Quote verbatim the span of lines that begins the listing below and closes with the line containing "pub enum VcsError".

Top of DATA FOR PROCESSING

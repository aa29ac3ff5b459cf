//! `CommentBuffer`/`CommentChunker`: accumulate per-application results and
//! render them into one or more platform-sized review comments.

pub mod buffer;
pub mod chunker;

pub use buffer::{BuildCommentParams, Message};
pub use chunker::{fence_count, split_content_preserving_code_blocks, Chunker, SPLIT_WARNING};
//! VCS transport: the excluded external collaborator. Only the
//! trait shape, the canonical commit-status mapping, and webhook-secret
//! verification (pure functions, no network I/O) belong to the core; the
//! concrete GitHub/GitLab/Gitea HTTP calls are adapters implementing
//! [`VcsClient`].

mod hook;
pub mod secret;

pub use hook::{HookEvent, ParsedHook};

use async_trait::async_trait;
use thiserror::Error;

use crate::comment::Message;
use crate::model::{CommitState, PullRequest};

#[derive(Debug, Error)]
pub enum VcsError {
    #[error("webhook event type is not handled")]
    InvalidType,
    #[error("failed to parse webhook payload: {0}")]
    MalformedPayload(String),
    #[error("signature verification failed")]
    InvalidSignature,
    #[error("transport error: {0}")]
    Transport(#[from] anyhow::Error),
}

pub type VcsResult<T> = std::result::Result<T, VcsError>;

/// A registered repo webhook: platform id plus the target URL the platform
/// delivers events to.
#[derive(Debug, Clone)]
pub struct RepoHook {
    pub id: String,
    pub url: String,
}

/// Abstract VCS client. A concrete implementation exists per platform
/// (GitHub/GitLab/Gitea); the core depends only on this trait so
/// [`crate::pipeline::CheckPipeline`] and [`crate::request_entry`] stay
/// platform-agnostic.
#[async_trait]
pub trait VcsClient: Send + Sync {
    /// Verify the webhook signature/secret and return the raw body on
    /// success.
    fn verify_hook(&self, headers: &axum::http::HeaderMap, body: &[u8], secret: &str) -> VcsResult<Vec<u8>>;

    /// Parse a verified webhook body into a typed event. Returns
    /// `VcsError::InvalidType` for event kinds outside the required set
    /// so the caller can ignore them with a 200.
    async fn parse_hook(&self, event_type: &str, body: &[u8]) -> VcsResult<ParsedHook>;

    async fn post_message(&self, pr: &PullRequest, chunks: &[String]) -> VcsResult<Message>;
    async fn update_message(&self, pr: &PullRequest, message: &Message, chunks: &[String]) -> VcsResult<()>;
    async fn commit_status(&self, pr: &PullRequest, state: CommitState) -> VcsResult<()>;
    async fn get_pull_request_files(&self, pr: &PullRequest) -> VcsResult<Vec<String>>;
    async fn download_archive(&self, pr: &PullRequest) -> VcsResult<String>;
    async fn tidy_outdated_comments(&self, pr: &PullRequest) -> VcsResult<()>;

    /// Look up an existing repo webhook pointing at `hook_url`, if the
    /// platform already has one registered.
    async fn get_hook_by_url(&self, repo_url: &str, hook_url: &str) -> VcsResult<Option<RepoHook>>;
    /// Register a new repo webhook pointed at `hook_url`, signed with
    /// `secret`.
    async fn create_hook(&self, repo_url: &str, hook_url: &str, secret: &str) -> VcsResult<RepoHook>;
    /// Load a previously registered hook by its platform id.
    async fn load_hook(&self, repo_url: &str, id: &str) -> VcsResult<RepoHook>;

    fn get_auth_headers(&self) -> Vec<(String, String)>;
    fn to_emoji(&self, state: CommitState) -> &'static str;
    fn get_max_comment_length(&self) -> usize;
    fn get_pr_comment_link_template(&self, pr: &PullRequest) -> String;
}

/// Canonical → platform commit-status mapping. Each platform adapter
/// calls this to translate [`CommitState`] into the string its API expects.
#[derive(Debug, Clone, Copy, PartialEq, Eq)]
pub enum Platform {
    GitHub,
    GitLab,
    Gitea,
}

#[must_use]
pub fn platform_status(platform: Platform, state: CommitState) -> &'static str {
    use CommitState::{Error, Failure, None as StNone, Panic, Running, Skip, Success, Warning};
    match (platform, state) {
        (Platform::GitLab, Running) => "running",
        (_, Running) => "pending",
        (_, Success | Warning | StNone | Skip) => "success",
        (Platform::GitLab, Failure) => "failed",
        (_, Failure) => "failure",
        (Platform::GitLab, Error | Panic) => "failed",
        (_, Error | Panic) => "error",
    }
}

#[cfg(test)]
mod tests {
    use super::*;

    #[test]
    fn commit_status_mapping_matches_table() {
        assert_eq!(platform_status(Platform::GitHub, CommitState::Running), "pending");
        assert_eq!(platform_status(Platform::GitLab, CommitState::Running), "running");
        assert_eq!(platform_status(Platform::Gitea, CommitState::Running), "pending");

        for p in [Platform::GitHub, Platform::GitLab, Platform::Gitea] {
            assert_eq!(platform_status(p, CommitState::Success), "success");
            assert_eq!(platform_status(p, CommitState::Warning), "success");
            assert_eq!(platform_status(p, CommitState::None), "success");
            assert_eq!(platform_status(p, CommitState::Skip), "success");
        }

        assert_eq!(platform_status(Platform::GitHub, CommitState::Failure), "failure");
        assert_eq!(platform_status(Platform::GitLab, CommitState::Failure), "failed");
        assert_eq!(platform_status(Platform::Gitea, CommitState::Failure), "failure");

        assert_eq!(platform_status(Platform::GitHub, CommitState::Error), "error");
        assert_eq!(platform_status(Platform::GitLab, CommitState::Error), "failed");
        assert_eq!(platform_status(Platform::Gitea, CommitState::Panic), "error");
    }
}

/// A minimal in-memory `VcsClient` used by other modules' tests (the
/// pipeline's unit tests in particular) so they don't need a real network
/// adapter to exercise the control flow.
#[cfg(test)]
pub mod tests_support {
    use super::{ParsedHook, VcsClient, VcsResult};
    use crate::comment::Message;
    use crate::model::{CommitState, PullRequest};
    use async_trait::async_trait;

    pub struct NoopVcsClient;

    #[async_trait]
    impl VcsClient for NoopVcsClient {
        fn verify_hook(&self, _headers: &axum::http::HeaderMap, _body: &[u8], _secret: &str) -> VcsResult<Vec<u8>> {
            Ok(Vec::new())
        }

        async fn parse_hook(&self, _event_type: &str, _body: &[u8]) -> VcsResult<ParsedHook> {
            Err(super::VcsError::InvalidType)
        }

        async fn post_message(&self, pr: &PullRequest, _chunks: &[String]) -> VcsResult<Message> {
            Ok(Message::new(pr.full_name.clone(), pr.check_id))
        }

        async fn update_message(&self, _pr: &PullRequest, _message: &Message, _chunks: &[String]) -> VcsResult<()> {
            Ok(())
        }

        async fn commit_status(&self, _pr: &PullRequest, _state: CommitState) -> VcsResult<()> {
            Ok(())
        }

        async fn get_pull_request_files(&self, _pr: &PullRequest) -> VcsResult<Vec<String>> {
            Ok(Vec::new())
        }

        async fn download_archive(&self, _pr: &PullRequest) -> VcsResult<String> {
            Ok(String::new())
        }

        async fn tidy_outdated_comments(&self, _pr: &PullRequest) -> VcsResult<()> {
            Ok(())
        }

        async fn get_hook_by_url(&self, _repo_url: &str, _hook_url: &str) -> VcsResult<Option<super::RepoHook>> {
            Ok(None)
        }

        async fn create_hook(&self, _repo_url: &str, hook_url: &str, _secret: &str) -> VcsResult<super::RepoHook> {
            Ok(super::RepoHook {
                id: "noop".to_string(),
                url: hook_url.to_string(),
            })
        }

        async fn load_hook(&self, _repo_url: &str, id: &str) -> VcsResult<super::RepoHook> {
            Ok(super::RepoHook {
                id: id.to_string(),
                url: String::new(),
            })
        }

        fn get_auth_headers(&self) -> Vec<(String, String)> {
            Vec::new()
        }

        fn to_emoji(&self, _state: CommitState) -> &'static str {
            ""
        }

        fn get_max_comment_length(&self) -> usize {
            65536
        }

        fn get_pr_comment_link_template(&self, _pr: &PullRequest) -> String {
            "see previous comment".to_string()
        }
    }

    #[allow(unused_imports)]
    use HookEvent as _HookEventUnusedSilence;
}
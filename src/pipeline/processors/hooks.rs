//! Hook/sync-wave classifier: groups rendered `Unstructured` objects
//! by their effective Argo-CD sync phase and wave, normalizing the Helm hook
//! vocabulary into Argo-CD's. Pure data transform over already-rendered
//! JSON, so (like the diff processor) it is implemented for real rather
//! than left behind an external-collaborator trait.

use std::collections::BTreeMap;

use async_trait::async_trait;
use serde_json::Value;

use crate::model::{CheckResult, CommitState};

use super::super::{CheckProcessor, CheckRequestCtx, ProcessorError};

pub const ARGOCD_HOOK_ANNOTATION: &str = "argocd.argoproj.io/hook";
pub const ARGOCD_SYNC_WAVE_ANNOTATION: &str = "argocd.argoproj.io/sync-wave";
pub const HELM_HOOK_ANNOTATION: &str = "helm.sh/hook";
pub const HELM_HOOK_WEIGHT_ANNOTATION: &str = "helm.sh/hook-weight";

/// Argo-CD sync phases, declared in a fixed output order.
#[derive(Debug, Clone, Copy, PartialEq, Eq, Hash)]
pub enum SyncPhase {
    PreSync,
    Sync,
    PostSync,
    SyncFail,
    PostDelete,
}

/// Fixed phase output order: `[PreSync, Sync, PostSync, SyncFail, PostDelete]`.
const PHASE_ORDER: [SyncPhase; 5] = [
    SyncPhase::PreSync,
    SyncPhase::Sync,
    SyncPhase::PostSync,
    SyncPhase::SyncFail,
    SyncPhase::PostDelete,
];

impl SyncPhase {
    #[must_use]
    pub fn label(self) -> &'static str {
        match self {
            SyncPhase::PreSync => "PreSync",
            SyncPhase::Sync => "Sync",
            SyncPhase::PostSync => "PostSync",
            SyncPhase::SyncFail => "SyncFail",
            SyncPhase::PostDelete => "PostDelete",
        }
    }

    fn parse_argocd(raw: &str) -> Option<Self> {
        match raw {
            "PreSync" => Some(SyncPhase::PreSync),
            "Sync" => Some(SyncPhase::Sync),
            "PostSync" => Some(SyncPhase::PostSync),
            "SyncFail" => Some(SyncPhase::SyncFail),
            "PostDelete" => Some(SyncPhase::PostDelete),
            _ => None,
        }
    }

    /// Normalize a Helm hook name into its Argo-CD equivalent:
    /// `pre-install`/`pre-upgrade`/`crd-install` → `PreSync`;
    /// `post-install`/`post-upgrade` → `PostSync`; `post-delete` →
    /// `PostDelete`.
    fn from_helm(raw: &str) -> Option<Self> {
        match raw {
            "pre-install" | "pre-upgrade" | "crd-install" => Some(SyncPhase::PreSync),
            "post-install" | "post-upgrade" => Some(SyncPhase::PostSync),
            "post-delete" => Some(SyncPhase::PostDelete),
            _ => None,
        }
    }
}

/// One classified resource: its display name and resolved wave.
#[derive(Debug, Clone)]
struct ClassifiedResource {
    name: String,
    wave: i32,
}

fn annotation<'a>(manifest: &'a Value, key: &str) -> Option<&'a str> {
    manifest.get("metadata")?.get("annotations")?.get(key)?.as_str()
}

fn resource_name(manifest: &Value) -> String {
    manifest
        .get("metadata")
        .and_then(|m| m.get("name"))
        .and_then(Value::as_str)
        .unwrap_or("<unnamed>")
        .to_string()
}

/// Resolve the effective phase for one manifest: the `argocd.argoproj.io/hook`
/// annotation wins if present and recognized, else the Helm hook annotation
/// normalized via the mapping table. Returns `None` for manifests carrying
/// neither annotation (not hook-managed, excluded from grouping).
fn resolve_phase(manifest: &Value) -> Option<SyncPhase> {
    if let Some(raw) = annotation(manifest, ARGOCD_HOOK_ANNOTATION) {
        if let Some(phase) = SyncPhase::parse_argocd(raw) {
            return Some(phase);
        }
    }
    if let Some(raw) = annotation(manifest, HELM_HOOK_ANNOTATION) {
        if let Some(phase) = SyncPhase::from_helm(raw) {
            return Some(phase);
        }
    }
    None
}

/// Resolve the sync-wave weight: `argocd.argoproj.io/sync-wave` wins over
/// `helm.sh/hook-weight` (first annotation present wins); absent entirely
/// defaults to 0 (Argo-CD's own default). A present-but-unparseable value
/// is a hard error, signed 32-bit.
fn resolve_wave(manifest: &Value) -> Result<i32, String> {
    let raw = annotation(manifest, ARGOCD_SYNC_WAVE_ANNOTATION).or_else(|| annotation(manifest, HELM_HOOK_WEIGHT_ANNOTATION));
    match raw {
        None => Ok(0),
        Some(raw) => raw
            .trim()
            .parse::<i32>()
            .map_err(|_| format!("invalid sync-wave/hook-weight value {raw:?} on {}", resource_name(manifest))),
    }
}

/// `phase → wave → [resource name]`, built from every manifest carrying a
/// recognized hook annotation.
type Grouped = BTreeMap<SyncPhase, BTreeMap<i32, Vec<String>>>;

fn classify(manifests: &[Value]) -> Result<Grouped, String> {
    let mut grouped: BTreeMap<SyncPhase, BTreeMap<i32, Vec<ClassifiedResource>>> = BTreeMap::new();
    for manifest in manifests {
        let Some(phase) = resolve_phase(manifest) else {
            continue;
        };
        let wave = resolve_wave(manifest)?;
        grouped
            .entry(phase)
            .or_default()
            .entry(wave)
            .or_default()
            .push(ClassifiedResource {
                name: resource_name(manifest),
                wave,
            });
    }

    let mut out: Grouped = BTreeMap::new();
    for phase in PHASE_ORDER {
        if let Some(waves) = grouped.remove(&phase) {
            let mut by_wave: BTreeMap<i32, Vec<String>> = BTreeMap::new();
            for (wave, resources) in waves {
                by_wave.insert(wave, resources.into_iter().map(|r| r.name).collect());
            }
            out.insert(phase, by_wave);
        }
    }
    Ok(out)
}

fn render(grouped: &Grouped) -> (String, String) {
    let phases: Vec<&str> = PHASE_ORDER
        .iter()
        .filter(|p| grouped.contains_key(*p))
        .map(|p| p.label())
        .collect();
    let summary = format!("Sync Phases: {}", phases.join(", "));

    let mut details = String::new();
    for phase in PHASE_ORDER {
        let Some(waves) = grouped.get(&phase) else {
            continue;
        };
        details.push_str(&format!("### {}\n", phase.label()));
        for (wave, names) in waves {
            details.push_str(&format!("- wave {wave}: {}\n", names.join(", ")));
        }
    }
    (summary, details)
}

/// The registered "hooks" check: classifies hook-annotated resources
/// by phase and sync-wave. Skips (no-op) when nothing in the rendered tree
/// carries a recognized hook annotation.
#[derive(Debug, Default, Clone, Copy)]
pub struct HookWaveProcessor;

#[async_trait]
impl CheckProcessor for HookWaveProcessor {
    fn name(&self) -> &str {
        "hooks"
    }

    async fn process(&self, ctx: &CheckRequestCtx<'_>) -> Result<CheckResult, ProcessorError> {
        let grouped = match classify(ctx.json_manifests) {
            Ok(g) => g,
            Err(msg) => return Ok(CheckResult::error("sync-wave parse failure", msg)),
        };
        if grouped.is_empty() {
            return Ok(CheckResult::skip("no hook-annotated resources"));
        }
        let (summary, details) = render(&grouped);
        Ok(CheckResult::new(CommitState::Success, summary, details))
    }
}

#[cfg(test)]
mod tests {
    use super::*;
    use serde_json::json;

    fn pr() -> crate::model::PullRequest {
        crate::model::PullRequest {
            base_ref: "main".into(),
            head_ref: "feature".into(),
            default_branch: "main".into(),
            clone_url: "https://github.com/acme/infra".into(),
            full_name: "acme/infra".into(),
            owner: "acme".into(),
            name: "infra".into(),
            check_id: 1,
            sha: "deadbeef".into(),
            labels: vec![],
            username: "bot".into(),
            email: "bot@example.com".into(),
            config: Default::default(),
        }
    }

    fn app() -> crate::model::Application {
        crate::model::Application::single_source(
            "a",
            crate::model::AppSource {
                repo_url: "https://github.com/acme/infra".into(),
                path: "apps/a".into(),
                helm: None,
                kustomize: None,
                target_revision: String::new(),
            },
        )
    }

    #[tokio::test]
    async fn groups_by_phase_and_wave_with_helm_normalization() {
        let manifests = vec![
            json!({
                "kind": "ConfigMap",
                "metadata": { "name": "a", "annotations": { ARGOCD_HOOK_ANNOTATION: "PreSync" } }
            }),
            json!({
                "kind": "ConfigMap",
                "metadata": { "name": "b", "annotations": { ARGOCD_HOOK_ANNOTATION: "PreSync", ARGOCD_SYNC_WAVE_ANNOTATION: "5" } }
            }),
            json!({
                "kind": "ConfigMap",
                "metadata": { "name": "c", "annotations": { HELM_HOOK_ANNOTATION: "post-install", HELM_HOOK_WEIGHT_ANNOTATION: "5" } }
            }),
        ];
        let processor = HookWaveProcessor;
        let pr = pr();
        let app = app();
        let yaml: Vec<String> = vec![];
        let ctx = CheckRequestCtx {
            pull_request: &pr,
            application: &app,
            yaml_manifests: &yaml,
            json_manifests: &manifests,
            base_yaml_manifests: &yaml,
        };
        let result = processor.process(&ctx).await.unwrap();
        assert_eq!(result.state, CommitState::Success);
        assert_eq!(result.summary, "Sync Phases: PreSync, PostSync");
        assert!(result.details.contains("wave 0: a"));
        assert!(result.details.contains("wave 5: b"));
        assert!(result.details.contains("### PostSync"));
        assert!(result.details.contains("wave 5: c"));
    }

    #[tokio::test]
    async fn no_hook_annotations_is_skip() {
        let manifests = vec![json!({"kind": "ConfigMap", "metadata": {"name": "plain"}})];
        let processor = HookWaveProcessor;
        let pr = pr();
        let app = app();
        let yaml: Vec<String> = vec![];
        let ctx = CheckRequestCtx {
            pull_request: &pr,
            application: &app,
            yaml_manifests: &yaml,
            json_manifests: &manifests,
            base_yaml_manifests: &yaml,
        };
        let result = processor.process(&ctx).await.unwrap();
        assert_eq!(result.state, CommitState::Skip);
    }

    #[tokio::test]
    async fn unparseable_wave_is_error() {
        let manifests = vec![json!({
            "kind": "ConfigMap",
            "metadata": { "name": "bad", "annotations": { ARGOCD_HOOK_ANNOTATION: "PreSync", ARGOCD_SYNC_WAVE_ANNOTATION: "not-a-number" } }
        })];
        let processor = HookWaveProcessor;
        let pr = pr();
        let app = app();
        let yaml: Vec<String> = vec![];
        let ctx = CheckRequestCtx {
            pull_request: &pr,
            application: &app,
            yaml_manifests: &yaml,
            json_manifests: &manifests,
            base_yaml_manifests: &yaml,
        };
        let result = processor.process(&ctx).await.unwrap();
        assert_eq!(result.state, CommitState::Error);
    }

    #[test]
    fn wave_boundary_values_parse() {
        let max = json!({"metadata": {"annotations": {ARGOCD_SYNC_WAVE_ANNOTATION: i32::MAX.to_string()}}});
        let min = json!({"metadata": {"annotations": {ARGOCD_SYNC_WAVE_ANNOTATION: i32::MIN.to_string()}}});
        assert_eq!(resolve_wave(&max).unwrap(), i32::MAX);
        assert_eq!(resolve_wave(&min).unwrap(), i32::MIN);
    }

    #[test]
    fn phase_order_is_fixed() {
        assert_eq!(
            PHASE_ORDER.map(SyncPhase::label),
            ["PreSync", "Sync", "PostSync", "SyncFail", "PostDelete"]
        );
    }
}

Bottom of DATA FOR PROCESSING

RESPONSE →
repository aa29ac3ff5b459cf
//! `CommentBuffer`/`CommentChunker`: accumulate per-application results and
//! render them into one or more platform-sized review comments.

pub mod buffer;
pub mod chunker;

pub use buffer::{BuildCommentParams, Message};
pub use chunker::{fence_count, split_content_preserving_code_blocks, Chunker, SPLIT_WARNING};
//! VCS transport: the excluded external collaborator. Only the
//! trait shape, the canonical commit-status mapping, and webhook-secret
//! verification (pure functions, no network I/O) belong to the core; the
//! concrete GitHub/GitLab/Gitea HTTP calls are adapters implementing
//! [`VcsClient`].

mod hook;
pub mod secret;

pub use hook::{HookEvent, ParsedHook};

use async_trait::async_trait;
use thiserror::Error;

use crate::comment::Message;
use crate::model::{CommitState, PullRequest};

#[derive(Debug, Error)]
pub enum VcsError {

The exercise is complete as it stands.